Le temps qu’on perd pour sauver une entreprise en difficulté est beaucoup plus cher que l’argent exigible ou les montants abandonnés par les créanciers.
Sauver une entreprise en difficulté : un vrai métier d’expert(s)
Nous pouvons, sans hésitation, dire que le dispositif actuel n’est pas en mesure de favoriser la réussite des plans de sauvetage encore plus réunir toutes les conditions d’une reprise solide et confirmée de l’activité des entreprises en difficulté.

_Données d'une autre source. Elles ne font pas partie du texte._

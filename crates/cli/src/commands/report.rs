//! Sales and inventory report.
//!
//! # Usage
//!
//! ```bash
//! autopos report
//! ```

use autopos_admin::PosSession;
use autopos_admin::services::{
    InventorySummary, SalesSummary, revenue_by_make, revenue_by_payment_method, sales_by_day,
};

/// Print the dashboard figures.
pub fn run(session: &PosSession, low_stock_threshold: u32) {
    let orders = session.orders().list();
    let sales = SalesSummary::from_orders(orders);

    println!("Sales");
    println!("  Orders:              {}", sales.order_count);
    println!("  Units sold:          {}", sales.units_sold);
    println!("  Revenue:             {}", sales.revenue);
    println!("  Tax collected:       {}", sales.tax_collected);
    println!("  Average order value: {}", sales.average_order_value);

    println!();
    println!("Revenue by make (before tax)");
    for (make, revenue) in revenue_by_make(orders) {
        println!("  {make:<20} {:>12}", revenue.to_string());
    }

    println!();
    println!("Revenue by payment method");
    for (method, revenue) in revenue_by_payment_method(orders) {
        println!("  {:<20} {:>12}", method.as_str(), revenue.to_string());
    }

    println!();
    println!("Sales by day");
    for (day, revenue) in sales_by_day(orders) {
        println!("  {:<20} {:>12}", day.to_string(), revenue.to_string());
    }

    let inventory = InventorySummary::from_products(session.catalog().products(), low_stock_threshold);
    println!();
    println!("Inventory");
    println!("  Vehicles:            {}", inventory.product_count);
    println!("  Units in stock:      {}", inventory.units_in_stock);
    println!("  Stock value:         {}", inventory.stock_value);
    if inventory.low_stock.is_empty() {
        println!("  Low stock (<= {low_stock_threshold}):    none");
    } else {
        println!(
            "  Low stock (<= {low_stock_threshold}):    {}",
            inventory.low_stock.join(", ")
        );
    }
}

La logique économique fait qu’il faut a contrario accepter un taux de mortalité de ces entreprises. Selon cette même logique, il serait également inconcevable de se permettre le luxe de rater des opportunités réelles pour sauver des entreprises, certes en difficulté, mais potentiellement viables et fiables. L’absence ou l’insuffisance d’experts spécialisés en matière d’évaluation et de montage financier spécifiques, la lenteur des décisions de justice, l’absence de juridictions spécialisées, le turnover des juges, le nombre de dossiers sont autant de facteurs qui favorisent la validation de programmes plutôt «légers», inadaptés, très en retard, voire dépourvus de leur raison d‘être.